いったい誰なんだ。と調べてみて、最初に手にしたのが「須賀敦子の本棚」というシリーズのダンテ「神曲」。ハードルが高いうえ、須賀敦子の翻訳でもない。ますます混乱して、もうちょっと調べてみたら、エッセイでいくつも受賞した人だとわかったので、初心者向けの「須賀敦子エッセンス」というエッセイ集1・2を読んで、やっと何者で、どういうものを書いた人なのかわかってきました。じっくりと読み応えのある文章で、エッセイなのに読者を本の世界に連れていってしまうようなすごい読後感もあります。

文体はやわらかいのにどこか男みたいな硬質なところもあり、どんな人が書いたのかが想像できず、いつまでも気になってしまう。・・・という状態で、やっとこの本を読み終えたところです。

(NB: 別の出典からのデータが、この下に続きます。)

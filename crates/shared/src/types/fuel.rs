//! Closed fuel classification sets.
//!
//! Every fuel a record can declare is a variant here, so adding a new fuel or
//! category is a compile-time-checked change for every `match` downstream.

use serde::{Deserialize, Serialize};

/// Marine fuel types recognised by the platform.
#[derive(Debug, Clone, Copy, PartialEq, Eq, PartialOrd, Ord, Hash, Serialize, Deserialize)]
#[serde(rename_all = "SCREAMING_SNAKE_CASE")]
pub enum FuelType {
    /// Marine gas oil.
    Mgo,
    /// Marine diesel oil.
    Mdo,
    /// Heavy fuel oil.
    Hfo,
    /// Very low sulphur fuel oil.
    Vlsfo,
    /// Liquefied natural gas.
    Lng,
    /// Liquefied petroleum gas.
    Lpg,
    /// Bio-derived marine gas oil.
    BioMgo,
    /// Bio-derived marine diesel oil.
    BioMdo,
    /// Bio-derived heavy fuel oil.
    BioHfo,
    /// Fatty acid methyl esters.
    Fame,
    /// Hydrotreated vegetable oil.
    Hvo,
    /// Bio-LNG.
    BioLng,
    /// Bio-methanol.
    BioMethanol,
    /// Bio-ethanol.
    BioEthanol,
    /// Electro-methanol.
    EMethanol,
    /// Electro-ammonia.
    EAmmonia,
    /// Electrolytic hydrogen.
    EHydrogen,
    /// Electro-diesel.
    EDiesel,
    /// Electro-LNG.
    ELng,
    /// Fossil methanol.
    Methanol,
    /// Fossil ammonia.
    Ammonia,
    /// Fossil hydrogen.
    Hydrogen,
    /// Dimethyl ether.
    DimethylEther,
    /// MGO blended with a biofuel component.
    MgoBioBlend,
    /// MDO blended with a biofuel component.
    MdoBioBlend,
    /// HFO blended with a biofuel component.
    HfoBioBlend,
}

impl FuelType {
    /// All fuel types, in declaration order.
    pub const ALL: [Self; 26] = [
        Self::Mgo,
        Self::Mdo,
        Self::Hfo,
        Self::Vlsfo,
        Self::Lng,
        Self::Lpg,
        Self::BioMgo,
        Self::BioMdo,
        Self::BioHfo,
        Self::Fame,
        Self::Hvo,
        Self::BioLng,
        Self::BioMethanol,
        Self::BioEthanol,
        Self::EMethanol,
        Self::EAmmonia,
        Self::EHydrogen,
        Self::EDiesel,
        Self::ELng,
        Self::Methanol,
        Self::Ammonia,
        Self::Hydrogen,
        Self::DimethylEther,
        Self::MgoBioBlend,
        Self::MdoBioBlend,
        Self::HfoBioBlend,
    ];

    /// Returns the wire code (e.g. `"BIO_MGO"`).
    #[must_use]
    pub const fn code(self) -> &'static str {
        match self {
            Self::Mgo => "MGO",
            Self::Mdo => "MDO",
            Self::Hfo => "HFO",
            Self::Vlsfo => "VLSFO",
            Self::Lng => "LNG",
            Self::Lpg => "LPG",
            Self::BioMgo => "BIO_MGO",
            Self::BioMdo => "BIO_MDO",
            Self::BioHfo => "BIO_HFO",
            Self::Fame => "FAME",
            Self::Hvo => "HVO",
            Self::BioLng => "BIO_LNG",
            Self::BioMethanol => "BIO_METHANOL",
            Self::BioEthanol => "BIO_ETHANOL",
            Self::EMethanol => "E_METHANOL",
            Self::EAmmonia => "E_AMMONIA",
            Self::EHydrogen => "E_HYDROGEN",
            Self::EDiesel => "E_DIESEL",
            Self::ELng => "E_LNG",
            Self::Methanol => "METHANOL",
            Self::Ammonia => "AMMONIA",
            Self::Hydrogen => "HYDROGEN",
            Self::DimethylEther => "DIMETHYL_ETHER",
            Self::MgoBioBlend => "MGO_BIO_BLEND",
            Self::MdoBioBlend => "MDO_BIO_BLEND",
            Self::HfoBioBlend => "HFO_BIO_BLEND",
        }
    }

    /// The fossil fuel a blend is built on, used for the fossil share of a
    /// hybrid calculation.
    #[must_use]
    pub const fn fossil_base(self) -> Option<Self> {
        match self {
            Self::MgoBioBlend => Some(Self::Mgo),
            Self::MdoBioBlend => Some(Self::Mdo),
            Self::HfoBioBlend => Some(Self::Hfo),
            _ => None,
        }
    }

    /// The category a record of this fuel type is expected to declare.
    ///
    /// Methanol, ammonia, hydrogen and DME without a `BIO_`/`E_` prefix are
    /// the conventional, fossil-derived products.
    #[must_use]
    pub const fn natural_category(self) -> FuelCategory {
        match self {
            Self::Mgo
            | Self::Mdo
            | Self::Hfo
            | Self::Vlsfo
            | Self::Lng
            | Self::Lpg
            | Self::Methanol
            | Self::Ammonia
            | Self::Hydrogen
            | Self::DimethylEther => FuelCategory::Fossil,
            Self::BioMgo
            | Self::BioMdo
            | Self::BioHfo
            | Self::Fame
            | Self::Hvo
            | Self::BioLng
            | Self::BioMethanol
            | Self::BioEthanol => FuelCategory::Biofuel,
            Self::EMethanol | Self::EAmmonia | Self::EHydrogen | Self::EDiesel | Self::ELng => {
                FuelCategory::EFuel
            }
            Self::MgoBioBlend | Self::MdoBioBlend | Self::HfoBioBlend => FuelCategory::Hybrid,
        }
    }
}

impl std::fmt::Display for FuelType {
    fn fmt(&self, f: &mut std::fmt::Formatter<'_>) -> std::fmt::Result {
        f.write_str(self.code())
    }
}

impl std::str::FromStr for FuelType {
    type Err = String;

    fn from_str(s: &str) -> Result<Self, Self::Err> {
        let wanted = s.trim().to_uppercase();
        Self::ALL
            .into_iter()
            .find(|fuel| fuel.code() == wanted)
            .ok_or_else(|| format!("Unknown fuel type: {s}"))
    }
}

/// Regulatory fuel category.
#[derive(Debug, Clone, Copy, PartialEq, Eq, Hash, Serialize, Deserialize)]
#[serde(rename_all = "SCREAMING_SNAKE_CASE")]
pub enum FuelCategory {
    /// Fossil-derived fuel.
    Fossil,
    /// Biologically derived fuel.
    Biofuel,
    /// Electrofuel produced from renewable electricity.
    EFuel,
    /// Blend of a fossil and a biofuel component.
    Hybrid,
}

impl std::fmt::Display for FuelCategory {
    fn fmt(&self, f: &mut std::fmt::Formatter<'_>) -> std::fmt::Result {
        match self {
            Self::Fossil => write!(f, "FOSSIL"),
            Self::Biofuel => write!(f, "BIOFUEL"),
            Self::EFuel => write!(f, "E_FUEL"),
            Self::Hybrid => write!(f, "HYBRID"),
        }
    }
}

/// Biofuel feedstock.
#[derive(Debug, Clone, Copy, PartialEq, Eq, Hash, Serialize, Deserialize)]
#[serde(rename_all = "SCREAMING_SNAKE_CASE")]
pub enum BiofuelFeedstock {
    /// Rapeseed oil.
    Rapeseed,
    /// Palm oil.
    Palm,
    /// Soybean oil.
    Soy,
    /// Sunflower oil.
    Sunflower,
    /// Used cooking oil.
    WasteCookingOil,
    /// Rendered animal fat.
    AnimalFat,
    /// Algal oil.
    Algae,
    /// Forestry residue.
    WoodResidue,
    /// Agricultural residue.
    AgriculturalWaste,
    /// Municipal solid waste.
    MunicipalWaste,
}

/// Biofuel technology generation.
///
/// Later generations carry lower indirect land-use-change risk.
#[derive(Debug, Clone, Copy, PartialEq, Eq, Hash, Serialize, Deserialize)]
#[serde(rename_all = "SCREAMING_SNAKE_CASE")]
pub enum BiofuelGeneration {
    /// Food-crop based.
    FirstGeneration,
    /// Waste and residue based.
    SecondGeneration,
    /// Algae based.
    ThirdGeneration,
    /// Engineered carbon-capturing feedstock.
    FourthGeneration,
}

/// E-fuel production pathway.
#[derive(Debug, Clone, Copy, PartialEq, Eq, Hash, Serialize, Deserialize)]
#[serde(rename_all = "SCREAMING_SNAKE_CASE")]
pub enum EFuelProductionMethod {
    /// Water electrolysis.
    Electrolysis,
    /// Generic power-to-X synthesis.
    PowerToX,
    /// Fischer-Tropsch synthesis.
    FischerTropsch,
    /// Methanol synthesis.
    MethanolSynthesis,
    /// Haber-Bosch ammonia synthesis.
    AmmoniaSynthesis,
}

/// Electricity source feeding an e-fuel plant.
#[derive(Debug, Clone, Copy, PartialEq, Eq, Hash, Serialize, Deserialize)]
#[serde(rename_all = "SCREAMING_SNAKE_CASE")]
pub enum RenewableElectricitySource {
    /// Solar PV.
    Solar,
    /// Wind.
    Wind,
    /// Hydro power.
    Hydro,
    /// Geothermal.
    Geothermal,
    /// Nuclear.
    Nuclear,
    /// Certified renewable mix.
    MixedRenewable,
}

/// Origin of the carbon bound into a synthetic fuel.
#[derive(Debug, Clone, Copy, PartialEq, Eq, Hash, Serialize, Deserialize)]
#[serde(rename_all = "SCREAMING_SNAKE_CASE")]
pub enum CarbonSource {
    /// Direct air capture.
    DirectAirCapture,
    /// Biogenic CO2.
    Biogenic,
    /// Captured industrial point-source CO2.
    IndustrialCapture,
    /// Carbon-free fuel (ammonia, hydrogen).
    CarbonFree,
}

#[cfg(test)]
mod tests {
    use super::*;
    use rstest::rstest;
    use std::str::FromStr;

    #[rstest]
    #[case(FuelType::Mgo, "MGO")]
    #[case(FuelType::BioMgo, "BIO_MGO")]
    #[case(FuelType::EMethanol, "E_METHANOL")]
    #[case(FuelType::DimethylEther, "DIMETHYL_ETHER")]
    #[case(FuelType::HfoBioBlend, "HFO_BIO_BLEND")]
    fn test_fuel_type_code_matches_serde(#[case] fuel: FuelType, #[case] code: &str) {
        assert_eq!(fuel.code(), code);
        assert_eq!(fuel.to_string(), code);
        assert_eq!(serde_json::to_string(&fuel).unwrap(), format!("\"{code}\""));
    }

    #[test]
    fn test_fuel_type_from_str() {
        assert_eq!(FuelType::from_str("hvo").unwrap(), FuelType::Hvo);
        assert_eq!(FuelType::from_str(" E_AMMONIA ").unwrap(), FuelType::EAmmonia);
        assert!(FuelType::from_str("DIESEL").is_err());
        assert!(FuelType::from_str("").is_err());
    }

    #[test]
    fn test_every_code_parses_back() {
        for fuel in FuelType::ALL {
            assert_eq!(FuelType::from_str(fuel.code()).unwrap(), fuel);
        }
    }

    #[test]
    fn test_fossil_base_only_for_blends() {
        assert_eq!(FuelType::MgoBioBlend.fossil_base(), Some(FuelType::Mgo));
        assert_eq!(FuelType::MdoBioBlend.fossil_base(), Some(FuelType::Mdo));
        assert_eq!(FuelType::HfoBioBlend.fossil_base(), Some(FuelType::Hfo));
        assert_eq!(FuelType::Hvo.fossil_base(), None);
    }

    #[rstest]
    #[case(FuelType::Vlsfo, FuelCategory::Fossil)]
    #[case(FuelType::Methanol, FuelCategory::Fossil)]
    #[case(FuelType::BioMethanol, FuelCategory::Biofuel)]
    #[case(FuelType::Hvo, FuelCategory::Biofuel)]
    #[case(FuelType::ELng, FuelCategory::EFuel)]
    #[case(FuelType::HfoBioBlend, FuelCategory::Hybrid)]
    fn test_natural_category(#[case] fuel: FuelType, #[case] category: FuelCategory) {
        assert_eq!(fuel.natural_category(), category);
    }

    #[test]
    fn test_category_serde() {
        assert_eq!(
            serde_json::to_string(&FuelCategory::EFuel).unwrap(),
            "\"E_FUEL\""
        );
        let parsed: FuelCategory = serde_json::from_str("\"HYBRID\"").unwrap();
        assert_eq!(parsed, FuelCategory::Hybrid);
        assert_eq!(FuelCategory::Biofuel.to_string(), "BIOFUEL");
    }
}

彼女の軌跡をたどりたいと思った人、知りたいと思った人たちの気持ちが、今ならすごくよくわかる。あんな文章を書く人の素顔はどんな人なのか。

若い頃は、どんな人も節制努力すれば、何不自由なく長寿を全うすることができると思ってたけど、今は、天から与えられるものは偏っていて、何らかの不幸や不運を避けられない人もいると思っています。若い頃と違って、不幸を背負ったままでも生きていけるし、それもまた一つの悪くない人生だと思える。須賀敦子は大きな空洞のようなものを抱えて強く生きた人だと思う。書いたものの完成度の高さとは対照的にも思える、実際の人間関係のバランスの悪さも見えてきて、ふしぎと、ますます自分の心が強くなるような気がします。人間ってすごいな、ほんとに。

60歳を目前にした私のプロフィールを見て、この、知らない人に関する知らない人による紀行本を選んでくれた「一万円選書」選者の思いにため息が出ます。この年齢にしてまだ自分のやるべきことが固まらない私でも、今まで失敗ばかりしてきた私でも、生きてるかぎり自分の道を探し続けていてもいいんだ。

私も、会うこともない誰かや、通りすがるだけの誰かに、こんな励ましのできる人になりたいと思います。ただただ感謝。